Data for review section start

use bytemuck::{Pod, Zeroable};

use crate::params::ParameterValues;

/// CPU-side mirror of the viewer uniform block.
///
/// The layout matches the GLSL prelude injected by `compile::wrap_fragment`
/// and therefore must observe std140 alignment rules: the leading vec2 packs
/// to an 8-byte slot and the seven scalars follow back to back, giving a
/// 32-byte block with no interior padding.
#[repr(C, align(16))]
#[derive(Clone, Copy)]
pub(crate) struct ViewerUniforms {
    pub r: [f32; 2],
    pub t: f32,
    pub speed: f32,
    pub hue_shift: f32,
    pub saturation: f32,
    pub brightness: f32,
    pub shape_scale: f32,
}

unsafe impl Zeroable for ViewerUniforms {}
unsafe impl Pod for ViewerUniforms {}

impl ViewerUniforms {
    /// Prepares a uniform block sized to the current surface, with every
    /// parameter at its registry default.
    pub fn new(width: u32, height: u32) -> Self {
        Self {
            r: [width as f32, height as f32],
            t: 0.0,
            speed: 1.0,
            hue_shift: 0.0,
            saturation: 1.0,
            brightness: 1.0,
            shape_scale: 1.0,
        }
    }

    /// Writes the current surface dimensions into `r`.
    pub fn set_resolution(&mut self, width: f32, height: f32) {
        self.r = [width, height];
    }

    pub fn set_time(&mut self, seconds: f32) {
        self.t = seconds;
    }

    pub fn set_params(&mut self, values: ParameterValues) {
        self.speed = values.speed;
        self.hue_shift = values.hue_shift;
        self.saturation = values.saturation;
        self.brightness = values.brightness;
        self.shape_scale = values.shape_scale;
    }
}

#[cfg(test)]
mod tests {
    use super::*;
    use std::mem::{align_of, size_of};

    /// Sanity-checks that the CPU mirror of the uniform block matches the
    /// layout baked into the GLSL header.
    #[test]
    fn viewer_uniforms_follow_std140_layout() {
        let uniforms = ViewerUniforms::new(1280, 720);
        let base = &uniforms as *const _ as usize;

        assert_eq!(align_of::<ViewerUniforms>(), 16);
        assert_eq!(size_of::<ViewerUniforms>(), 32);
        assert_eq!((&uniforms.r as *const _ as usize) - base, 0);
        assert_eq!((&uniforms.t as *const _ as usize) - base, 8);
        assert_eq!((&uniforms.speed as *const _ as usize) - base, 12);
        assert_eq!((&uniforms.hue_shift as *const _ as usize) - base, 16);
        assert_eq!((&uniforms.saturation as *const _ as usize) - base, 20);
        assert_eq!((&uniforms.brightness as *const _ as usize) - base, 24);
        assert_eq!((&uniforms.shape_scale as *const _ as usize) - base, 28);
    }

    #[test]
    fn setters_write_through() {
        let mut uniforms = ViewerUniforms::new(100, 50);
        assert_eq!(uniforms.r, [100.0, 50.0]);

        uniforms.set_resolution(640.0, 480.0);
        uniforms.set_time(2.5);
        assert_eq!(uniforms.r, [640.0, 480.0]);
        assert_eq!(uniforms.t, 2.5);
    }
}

Data for review section end

# What to work on:
Pick every line of the data that includes the string "brightness".

# Answer section:
    pub brightness: f32,
            brightness: 1.0,
        self.brightness = values.brightness;
        assert_eq!((&uniforms.brightness as *const _ as usize) - base, 24);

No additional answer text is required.